» Available records
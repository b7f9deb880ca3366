//! Additional rules for lexical analysis in the Taipan language.
//!
//! This module contains helper functions for the scanner, including:
//! - The hard and soft keyword tables
//! - Identifier character classification
//! - The post-scan merge pass for `is not` / `not in`

use std::sync::OnceLock;

use rustc_hash::FxHashMap;
use unicode_xid::UnicodeXID;

use super::cursor::Cursor;
use super::token::{Literal, Token, TokenKind};

/// Get a global map of hard keywords for efficient lookups.
///
/// `True`, `False`, and `None` are listed under both the lowercase and the
/// conventional capitalized spelling; every other keyword is
/// lowercase-only and matching is case-sensitive.
pub fn hard_keywords() -> &'static FxHashMap<&'static str, TokenKind> {
    static KEYWORDS: OnceLock<FxHashMap<&'static str, TokenKind>> = OnceLock::new();

    KEYWORDS.get_or_init(|| {
        let mut map = FxHashMap::default();
        let _ = map.insert("and", TokenKind::And);
        let _ = map.insert("as", TokenKind::As);
        let _ = map.insert("assert", TokenKind::Assert);
        let _ = map.insert("async", TokenKind::Async);
        let _ = map.insert("await", TokenKind::Await);
        let _ = map.insert("break", TokenKind::Break);
        let _ = map.insert("class", TokenKind::Class);
        let _ = map.insert("component", TokenKind::Component);
        let _ = map.insert("continue", TokenKind::Continue);
        let _ = map.insert("def", TokenKind::Def);
        let _ = map.insert("del", TokenKind::Del);
        let _ = map.insert("elif", TokenKind::Elif);
        let _ = map.insert("else", TokenKind::Else);
        let _ = map.insert("except", TokenKind::Except);
        let _ = map.insert("finally", TokenKind::Finally);
        let _ = map.insert("for", TokenKind::For);
        let _ = map.insert("from", TokenKind::From);
        let _ = map.insert("global", TokenKind::Global);
        let _ = map.insert("if", TokenKind::If);
        let _ = map.insert("import", TokenKind::Import);
        let _ = map.insert("in", TokenKind::In);
        let _ = map.insert("is", TokenKind::Is);
        let _ = map.insert("lambda", TokenKind::Lambda);
        let _ = map.insert("match", TokenKind::Match);
        let _ = map.insert("nonlocal", TokenKind::Nonlocal);
        let _ = map.insert("not", TokenKind::Not);
        let _ = map.insert("or", TokenKind::Or);
        let _ = map.insert("pass", TokenKind::Pass);
        let _ = map.insert("raise", TokenKind::Raise);
        let _ = map.insert("return", TokenKind::Return);
        let _ = map.insert("try", TokenKind::Try);
        let _ = map.insert("view", TokenKind::View);
        let _ = map.insert("while", TokenKind::While);
        let _ = map.insert("with", TokenKind::With);
        let _ = map.insert("yield", TokenKind::Yield);

        // Keyword literals: both spellings accepted
        let _ = map.insert("True", TokenKind::True);
        let _ = map.insert("true", TokenKind::True);
        let _ = map.insert("False", TokenKind::False);
        let _ = map.insert("false", TokenKind::False);
        let _ = map.insert("None", TokenKind::None);
        let _ = map.insert("none", TokenKind::None);

        map
    })
}

/// Get a global map of soft keywords for efficient lookups
pub fn soft_keywords() -> &'static FxHashMap<&'static str, TokenKind> {
    static KEYWORDS: OnceLock<FxHashMap<&'static str, TokenKind>> = OnceLock::new();

    KEYWORDS.get_or_init(|| {
        let mut map = FxHashMap::default();
        let _ = map.insert("case", TokenKind::Case);
        let _ = map.insert("type", TokenKind::Type);

        map
    })
}

/// Resolve an identifier lexeme to its keyword kind, if any.
///
/// Soft keywords still come back as their keyword kinds here; the parser
/// decides from context whether they act as identifiers.
#[must_use]
pub fn lookup_keyword(lexeme: &str) -> Option<TokenKind> {
    hard_keywords().get(lexeme).or_else(|| soft_keywords().get(lexeme)).copied()
}

/// Check if a character may start an identifier.
#[must_use]
pub fn is_identifier_start(c: char) -> bool { c == '_' || UnicodeXID::is_xid_start(c) }

/// Check if a character may continue an identifier.
#[must_use]
pub fn is_identifier_continue(c: char) -> bool { c == '_' || UnicodeXID::is_xid_continue(c) }

/// Merge adjacent `is`/`not` and `not`/`in` token pairs.
///
/// Runs once over the finished token vector. The merged token spans both
/// words and its lexeme is the exact source text between them, including
/// the whitespace. The pass is idempotent: merged kinds are not inputs to
/// any further merge.
#[must_use]
pub fn merge_compound_keywords(tokens: Vec<Token>, cursor: &Cursor) -> Vec<Token> {
    let mut merged = Vec::with_capacity(tokens.len());
    let mut iter = tokens.into_iter().peekable();

    while let Some(token) = iter.next() {
        let compound = match (token.kind, iter.peek().map(Token::kind)) {
            (TokenKind::Is, Some(TokenKind::Not)) => Some(TokenKind::IsNot),
            (TokenKind::Not, Some(TokenKind::In)) => Some(TokenKind::NotIn),
            _ => Option::None,
        };

        match compound {
            Some(kind) => {
                // peek() above guarantees the partner token exists
                let Some(second) = iter.next() else { break };
                let span = token.span.combine(&second.span);
                let lexeme = cursor.slice(span.start.offset, span.end.offset);
                merged.push(Token::new(kind, lexeme, Literal::None, span));
            }
            Option::None => merged.push(token),
        }
    }

    merged
}

#[cfg(test)]
mod tests {
    use super::*;

    #[test]
    fn keyword_lookup_is_case_sensitive() {
        assert_eq!(lookup_keyword("def"), Some(TokenKind::Def));
        assert_eq!(lookup_keyword("Def"), Option::None);
        assert_eq!(lookup_keyword("view"), Some(TokenKind::View));
        assert_eq!(lookup_keyword("component"), Some(TokenKind::Component));
    }

    #[test]
    fn keyword_literals_accept_both_spellings() {
        assert_eq!(lookup_keyword("True"), Some(TokenKind::True));
        assert_eq!(lookup_keyword("true"), Some(TokenKind::True));
        assert_eq!(lookup_keyword("None"), Some(TokenKind::None));
        assert_eq!(lookup_keyword("NONE"), Option::None);
    }

    #[test]
    fn soft_keywords_resolve_to_keyword_kinds() {
        assert_eq!(lookup_keyword("case"), Some(TokenKind::Case));
        assert_eq!(lookup_keyword("type"), Some(TokenKind::Type));
    }

    #[test]
    fn identifier_classification_accepts_unicode_letters() {
        assert!(is_identifier_start('_'));
        assert!(is_identifier_start('π'));
        assert!(!is_identifier_start('1'));
        assert!(is_identifier_continue('1'));
        assert!(!is_identifier_continue('-'));
    }
}
//! Benchmarks for the Taipan scanner.
//!
//! This module contains benchmarks for scanner performance:
//! - Plain imperative code
//! - F-string heavy code
//! - View bodies with markup
//! - Scaling with increasing code size
//!
//! Run with: `cargo bench --package taipan-lexer`

use criterion::{BenchmarkId, Criterion, Throughput, black_box, criterion_group, criterion_main};
use taipan_lexer::lexer::Scanner;
use taipan_source::types::FileID;

// Test data for benchmarks
const FIBONACCI: &str = r"
def fibonacci(n):
    if n <= 1:
        return n
    else:
        return fibonacci(n-1) + fibonacci(n-2)

result = fibonacci(10)
print(result)
";

const FSTRING_HEAVY: &str = r#"
def describe(user, score, width):
    header = f"== {user.name!r:>{width}} =="
    body = f"score {score:.2f} ({score / 100:%}) at {user.when}"
    footer = f"{{literal braces}} and {f"nested {score}"}"
    return f"{header}\n{body}\n{footer}"
"#;

const VIEW_BODY: &str = r#"
view ScoreCard(user, entries):
    <div class="card" data-kind="score">
        <h1>Scores for {user.name}</h1>
        <ul>
            <li>first: {entries[0]}</li>
            <li>last: {entries[-1]}</li>
        </ul>
        <img src={user.avatar} />
    </div>
"#;

fn scan(source: &str) -> usize {
    let result = Scanner::new(source.as_bytes(), FileID::new(0)).scan();
    result.tokens.len()
}

/// Benchmark scanning plain imperative code
fn bench_fibonacci(crit: &mut Criterion) {
    let _ = crit.bench_function("scan_fibonacci", |bencher| {
        bencher.iter(|| scan(black_box(FIBONACCI)));
    });
}

/// Benchmark scanning f-string heavy code
fn bench_fstrings(crit: &mut Criterion) {
    let _ = crit.bench_function("scan_fstrings", |bencher| {
        bencher.iter(|| scan(black_box(FSTRING_HEAVY)));
    });
}

/// Benchmark scanning a view body with markup
fn bench_view_body(crit: &mut Criterion) {
    let mut group = crit.benchmark_group("scan_view_body");
    let _ = group.throughput(Throughput::Bytes(VIEW_BODY.len() as u64));
    let _ = group.bench_function("view_body", |bencher| {
        bencher.iter(|| scan(black_box(VIEW_BODY)));
    });

    group.finish();
}

/// Benchmark scanning with varying code sizes
fn bench_scaling(crit: &mut Criterion) {
    let mut group = crit.benchmark_group("scan_scaling");

    for size in &[10, 50, 100, 500] {
        // Generate code with N simple functions
        let code = (0..*size).fold(String::new(), |acc, idx| {
            format!("{acc}\n\ndef func_{idx}(x):\n    return x * {idx}\n")
        });

        let _ = group.throughput(Throughput::Bytes(code.len() as u64));
        let _ =
            group.bench_with_input(BenchmarkId::from_parameter(size), &code, |bencher, code| {
                bencher.iter(|| scan(black_box(code)));
            });
    }

    group.finish();
}

criterion_group!(benches, bench_fibonacci, bench_fstrings, bench_view_body, bench_scaling);
criterion_main!(benches);
//! Diagnostic reporting system for the Taipan scanner.
//!
//! This module provides the `DiagnosticReporter` struct, which is
//! responsible for collecting, formatting, and emitting diagnostic
//! messages.

use std::fmt::Write as _;
use std::io::{self, Write};
use std::sync::Arc;

use taipan_source::types::{FileID, SourceManager, SourceSpan};

use super::error::{Diagnostic, DiagnosticLevel, LexError};

/// Collects and formats diagnostic messages.
///
/// The `DiagnosticReporter` is responsible for collecting diagnostics
/// during scanning and other compiler stages, and formatting them for
/// presentation to the user in a rustc-like style.
#[derive(Debug, Clone)]
pub struct DiagnosticReporter {
    /// Source manager for looking up snippets
    source_manager: Arc<SourceManager>,
    /// Collection of diagnostics
    diagnostics: Vec<Diagnostic>,
}

impl DiagnosticReporter {
    /// Create a new diagnostic reporter with the given source manager.
    #[must_use]
    pub const fn new(source_manager: Arc<SourceManager>) -> Self {
        Self { source_manager, diagnostics: Vec::new() }
    }

    /// Add a diagnostic to the collection.
    pub fn add_diagnostic(&mut self, diagnostic: Diagnostic) { self.diagnostics.push(diagnostic); }

    /// Report a scanner error against the given file.
    pub fn lex_error(&mut self, error: &LexError, file_id: FileID) -> &mut Self {
        self.add_diagnostic(lex_error_to_diagnostic(error, file_id));
        self
    }

    /// Report every error from a finished scan against the given file.
    pub fn lex_errors(&mut self, errors: &[LexError], file_id: FileID) -> &mut Self {
        for error in errors {
            let _ = self.lex_error(error, file_id);
        }
        self
    }

    /// Report a warning.
    pub fn warning(&mut self, message: String, span: SourceSpan) -> &mut Self {
        self.add_diagnostic(Diagnostic::warning(message, span));
        self
    }

    /// Report a note.
    pub fn note(&mut self, message: String, span: SourceSpan) -> &mut Self {
        self.add_diagnostic(Diagnostic::note(message, span));
        self
    }

    /// Check if there are any error-level diagnostics.
    #[must_use]
    pub fn has_errors(&self) -> bool {
        self.diagnostics.iter().any(|d| d.level == DiagnosticLevel::Error)
    }

    /// Get the number of diagnostics.
    #[must_use]
    pub const fn len(&self) -> usize { self.diagnostics.len() }

    /// Check if there are no diagnostics.
    #[must_use]
    pub const fn is_empty(&self) -> bool { self.diagnostics.is_empty() }

    /// Get the collected diagnostics.
    #[must_use]
    pub fn diagnostics(&self) -> &[Diagnostic] { &self.diagnostics }

    /// Clear all diagnostics.
    pub fn clear(&mut self) { self.diagnostics.clear(); }

    /// Format and return all diagnostics as a string.
    #[must_use]
    pub fn emit(&self) -> String {
        let mut output = String::new();

        for diagnostic in &self.diagnostics {
            self.format_diagnostic(&mut output, diagnostic);
        }

        output
    }

    /// Print all diagnostics to the given writer.
    ///
    /// ## Errors
    ///
    /// Returns an I/O error if writing to the output writer fails.
    pub fn print<W: Write>(&self, writer: &mut W) -> io::Result<()> {
        for diagnostic in &self.diagnostics {
            let mut formatted = String::new();
            self.format_diagnostic(&mut formatted, diagnostic);
            write!(writer, "{formatted}")?;
        }

        Ok(())
    }

    /// Format a single diagnostic and append it to the given string.
    ///
    /// Produces output that closely resembles rustc's:
    /// ```text
    /// error: unterminated string literal
    ///   --> file.tp:10:5
    ///    |
    /// 10 |     x = "oops
    ///    |         ^
    /// ```
    fn format_diagnostic(&self, output: &mut String, diagnostic: &Diagnostic) {
        let color = diagnostic.level.color_code();
        let reset = DiagnosticLevel::reset_code();

        let Some(file) = self.source_manager.get_file(diagnostic.span.file_id) else {
            // Fall back to a simpler format without a snippet
            let _ = writeln!(output, "{}: {}", diagnostic.level, diagnostic.message);
            return;
        };

        // Header line
        let _ = writeln!(output, "{}{}{}: {}", color, diagnostic.level, reset, diagnostic.message);

        // File location line
        let _ = writeln!(
            output,
            "  --> {}:{}:{}",
            file.name, diagnostic.span.start.line, diagnostic.span.start.column
        );

        // Source line with line number and caret underline
        if let Some(line_text) = file.line(diagnostic.span.start.line) {
            let _ = writeln!(output, "   |");
            let _ = writeln!(output, "{:>3} | {}", diagnostic.span.start.line, line_text);

            let column = diagnostic.span.start.column.max(1);
            let underline_spaces = " ".repeat(column - 1);
            let underline_length = if diagnostic.span.start.line == diagnostic.span.end.line {
                (diagnostic.span.end.column.saturating_sub(diagnostic.span.start.column)).max(1)
            } else {
                line_text.chars().count().saturating_sub(column - 1).max(1)
            };
            let underline = "^".repeat(underline_length);

            let _ = writeln!(output, "   | {underline_spaces}{color}{underline}{reset}");
        }

        // Notes and suggestions
        for note in &diagnostic.notes {
            let _ = writeln!(output, "   = note: {note}");
        }

        for suggestion in &diagnostic.suggestions {
            let _ = writeln!(output, "   = suggestion: {suggestion}");
        }

        output.push('\n');
    }
}

/// Convert a scanner error into a renderable diagnostic.
#[must_use]
pub fn lex_error_to_diagnostic(error: &LexError, file_id: FileID) -> Diagnostic {
    let span = SourceSpan::empty(error.position(), file_id);
    let diagnostic = Diagnostic::error(error.to_string(), span);

    match error {
        LexError::InconsistentIndentation { .. } => diagnostic
            .with_note("Python-style indentation is significant in Taipan".to_string()),
        LexError::InvalidBangAlone { .. } => {
            diagnostic.with_suggestion("Use 'not' for boolean negation".to_string())
        }
        _ => diagnostic,
    }
}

» Goal of the exercise
Where does the string "SourceSpan" appear in the records? Copy every line that holds it.

» Answer space
use taipan_source::types::{FileID, SourceManager, SourceSpan};
    pub fn warning(&mut self, message: String, span: SourceSpan) -> &mut Self {
    pub fn note(&mut self, message: String, span: SourceSpan) -> &mut Self {
    let span = SourceSpan::empty(error.position(), file_id);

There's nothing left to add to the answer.